Everything in the listing below should be repeated exactly.

___ DATASET EXCERPTS ___

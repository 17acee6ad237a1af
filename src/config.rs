// Copyright (c) Microsoft Corporation.
// Licensed under the MIT License.

use anyhow::Result;
use serde::{Deserialize, Serialize};

/// Policy for input keys that do not name a field.
#[derive(Debug, Clone, Copy, Default, PartialEq, Eq, Serialize, Deserialize)]
#[serde(rename_all = "snake_case")]
pub enum Extra {
    /// Keep extra keys on the instance.
    Allow,
    /// Drop extra keys silently.
    #[default]
    Ignore,
    /// Reject extra keys with a validation error.
    Forbid,
}

/// Schema level behavior.
///
/// Every option is optional so that a derived or inheriting schema can
/// fall back to its parent's setting for options it leaves unset.
#[derive(Debug, Clone, Default, PartialEq, Eq, Serialize, Deserialize)]
#[serde(deny_unknown_fields, default)]
pub struct Config {
    #[serde(skip_serializing_if = "Option::is_none")]
    pub strict: Option<bool>,
    #[serde(skip_serializing_if = "Option::is_none")]
    pub frozen: Option<bool>,
    #[serde(skip_serializing_if = "Option::is_none")]
    pub extra: Option<Extra>,
    #[serde(skip_serializing_if = "Option::is_none")]
    pub populate_by_name: Option<bool>,
    #[serde(skip_serializing_if = "Option::is_none")]
    pub validate_assignment: Option<bool>,
    #[serde(skip_serializing_if = "Option::is_none")]
    pub str_to_lower: Option<bool>,
    #[serde(skip_serializing_if = "Option::is_none")]
    pub str_to_upper: Option<bool>,
    #[serde(skip_serializing_if = "Option::is_none")]
    pub str_strip_whitespace: Option<bool>,
    #[serde(skip_serializing_if = "Option::is_none")]
    pub use_enum_values: Option<bool>,
    #[serde(skip_serializing_if = "Option::is_none")]
    pub validate_default: Option<bool>,
}

impl Config {
    pub fn new() -> Self {
        Self::default()
    }

    pub fn from_json_str(json: &str) -> Result<Config> {
        Ok(serde_json::from_str(json)?)
    }

    #[cfg(feature = "yaml")]
    pub fn from_yaml_str(yaml: &str) -> Result<Config> {
        Ok(serde_yaml::from_str(yaml)?)
    }

    pub fn strict(mut self, v: bool) -> Self {
        self.strict = Some(v);
        self
    }

    pub fn frozen(mut self, v: bool) -> Self {
        self.frozen = Some(v);
        self
    }

    pub fn extra(mut self, v: Extra) -> Self {
        self.extra = Some(v);
        self
    }

    pub fn populate_by_name(mut self, v: bool) -> Self {
        self.populate_by_name = Some(v);
        self
    }

    pub fn validate_assignment(mut self, v: bool) -> Self {
        self.validate_assignment = Some(v);
        self
    }

    pub fn str_to_lower(mut self, v: bool) -> Self {
        self.str_to_lower = Some(v);
        self
    }

    pub fn str_to_upper(mut self, v: bool) -> Self {
        self.str_to_upper = Some(v);
        self
    }

    pub fn str_strip_whitespace(mut self, v: bool) -> Self {
        self.str_strip_whitespace = Some(v);
        self
    }

    pub fn use_enum_values(mut self, v: bool) -> Self {
        self.use_enum_values = Some(v);
        self
    }

    pub fn validate_default(mut self, v: bool) -> Self {
        self.validate_default = Some(v);
        self
    }

    /// Options set on `self` win; unset ones are taken from `parent`.
    pub fn merged_over(&self, parent: &Config) -> Config {
        Config {
            strict: self.strict.or(parent.strict),
            frozen: self.frozen.or(parent.frozen),
            extra: self.extra.or(parent.extra),
            populate_by_name: self.populate_by_name.or(parent.populate_by_name),
            validate_assignment: self.validate_assignment.or(parent.validate_assignment),
            str_to_lower: self.str_to_lower.or(parent.str_to_lower),
            str_to_upper: self.str_to_upper.or(parent.str_to_upper),
            str_strip_whitespace: self.str_strip_whitespace.or(parent.str_strip_whitespace),
            use_enum_values: self.use_enum_values.or(parent.use_enum_values),
            validate_default: self.validate_default.or(parent.validate_default),
        }
    }

    pub fn is_strict(&self) -> bool {
        self.strict.unwrap_or(false)
    }

    pub fn is_frozen(&self) -> bool {
        self.frozen.unwrap_or(false)
    }

    pub fn extra_policy(&self) -> Extra {
        self.extra.unwrap_or_default()
    }

    pub fn allows_population_by_name(&self) -> bool {
        self.populate_by_name.unwrap_or(false)
    }

    pub fn validates_assignment(&self) -> bool {
        self.validate_assignment.unwrap_or(false)
    }

    pub fn uses_enum_values(&self) -> bool {
        self.use_enum_values.unwrap_or(false)
    }

    pub fn validates_default(&self) -> bool {
        self.validate_default.unwrap_or(false)
    }

    /// String rewrites requested at schema level, in application order.
    pub(crate) fn string_transforms(&self) -> impl Iterator<Item = crate::hooks::Transform> {
        use crate::hooks::Transform;
        [
            (self.str_strip_whitespace, Transform::Strip),
            (self.str_to_lower, Transform::Lower),
            (self.str_to_upper, Transform::Upper),
        ]
        .into_iter()
        .filter_map(|(on, t)| on.unwrap_or(false).then_some(t))
    }
}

___

TASK RESPONSE
repository 17acee6ad237a1af
filename src/config.rs
// Copyright (c) Microsoft Corporation.
// Licensed under the MIT License.

use anyhow::Result;
use serde::{Deserialize, Serialize};

/// Policy for input keys that do not name a field.
#[derive(Debug, Clone, Copy, Default, PartialEq, Eq, Serialize, Deserialize)]
#[serde(rename_all = "snake_case")]
pub enum Extra {
    /// Keep extra keys on the instance.
    Allow,
    /// Drop extra keys silently.
    #[default]
    Ignore,
    /// Reject extra keys with a validation error.
    Forbid,
}

/// Schema level behavior.
///
/// Every option is optional so that a derived or inheriting schema can
/// fall back to its parent's setting for options it leaves unset.
#[derive(Debug, Clone, Default, PartialEq, Eq, Serialize, Deserialize)]
#[serde(deny_unknown_fields, default)]
pub struct Config {
    #[serde(skip_serializing_if = "Option::is_none")]
    pub strict: Option<bool>,
    #[serde(skip_serializing_if = "Option::is_none")]
    pub frozen: Option<bool>,
    #[serde(skip_serializing_if = "Option::is_none")]
    pub extra: Option<Extra>,
    #[serde(skip_serializing_if = "Option::is_none")]
    pub populate_by_name: Option<bool>,
    #[serde(skip_serializing_if = "Option::is_none")]
    pub validate_assignment: Option<bool>,
    #[serde(skip_serializing_if = "Option::is_none")]
    pub str_to_lower: Option<bool>,
    #[serde(skip_serializing_if = "Option::is_none")]
    pub str_to_upper: Option<bool>,
    #[serde(skip_serializing_if = "Option::is_none")]
    pub str_strip_whitespace: Option<bool>,
    #[serde(skip_serializing_if = "Option::is_none")]
    pub use_enum_values: Option<bool>,
    #[serde(skip_serializing_if = "Option::is_none")]
    pub validate_default: Option<bool>,
}

impl Config {
    pub fn new() -> Self {
        Self::default()
    }

    pub fn from_json_str(json: &str) -> Result<Config> {
        Ok(serde_json::from_str(json)?)
    }

    #[cfg(feature = "yaml")]
    pub fn from_yaml_str(yaml: &str) -> Result<Config> {
        Ok(serde_yaml::from_str(yaml)?)
    }

    pub fn strict(mut self, v: bool) -> Self {
        self.strict = Some(v);
        self
    }

    pub fn frozen(mut self, v: bool) -> Self {
        self.frozen = Some(v);
        self
    }

    pub fn extra(mut self, v: Extra) -> Self {
        self.extra = Some(v);
        self
    }

    pub fn populate_by_name(mut self, v: bool) -> Self {
        self.populate_by_name = Some(v);
        self
    }

    pub fn validate_assignment(mut self, v: bool) -> Self {
        self.validate_assignment = Some(v);
        self
    }

    pub fn str_to_lower(mut self, v: bool) -> Self {
        self.str_to_lower = Some(v);
        self
    }

    pub fn str_to_upper(mut self, v: bool) -> Self {
        self.str_to_upper = Some(v);
        self
    }

    pub fn str_strip_whitespace(mut self, v: bool) -> Self {
        self.str_strip_whitespace = Some(v);
        self
    }

    pub fn use_enum_values(mut self, v: bool) -> Self {
        self.use_enum_values = Some(v);
        self
    }

    pub fn validate_default(mut self, v: bool) -> Self {
        self.validate_default = Some(v);
        self
    }

    /// Options set on `self` win; unset ones are taken from `parent`.
    pub fn merged_over(&self, parent: &Config) -> Config {
        Config {
            strict: self.strict.or(parent.strict),
            frozen: self.frozen.or(parent.frozen),
            extra: self.extra.or(parent.extra),
            populate_by_name: self.populate_by_name.or(parent.populate_by_name),
            validate_assignment: self.validate_assignment.or(parent.validate_assignment),
            str_to_lower: self.str_to_lower.or(parent.str_to_lower),
            str_to_upper: self.str_to_upper.or(parent.str_to_upper),
            str_strip_whitespace: self.str_strip_whitespace.or(parent.str_strip_whitespace),
            use_enum_values: self.use_enum_values.or(parent.use_enum_values),
            validate_default: self.validate_default.or(parent.validate_default),
        }
    }

    pub fn is_strict(&self) -> bool {
        self.strict.unwrap_or(false)
    }

    pub fn is_frozen(&self) -> bool {
        self.frozen.unwrap_or(false)
    }

    pub fn extra_policy(&self) -> Extra {
        self.extra.unwrap_or_default()
    }

    pub fn allows_population_by_name(&self) -> bool {
        self.populate_by_name.unwrap_or(false)
    }

    pub fn validates_assignment(&self) -> bool {
        self.validate_assignment.unwrap_or(false)
    }

    pub fn uses_enum_values(&self) -> bool {
        self.use_enum_values.unwrap_or(false)
    }

    pub fn validates_default(&self) -> bool {
        self.validate_default.unwrap_or(false)
    }

    /// String rewrites requested at schema level, in application order.
    pub(crate) fn string_transforms(&self) -> impl Iterator<Item = crate::hooks::Transform> {
        use crate::hooks::Transform;
        [
            (self.str_strip_whitespace, Transform::Strip),
            (self.str_to_lower, Transform::Lower),
            (self.str_to_upper, Transform::Upper),
        ]
        .into_iter()
        .filter_map(|(on, t)| on.unwrap_or(false).then_some(t))
    }
}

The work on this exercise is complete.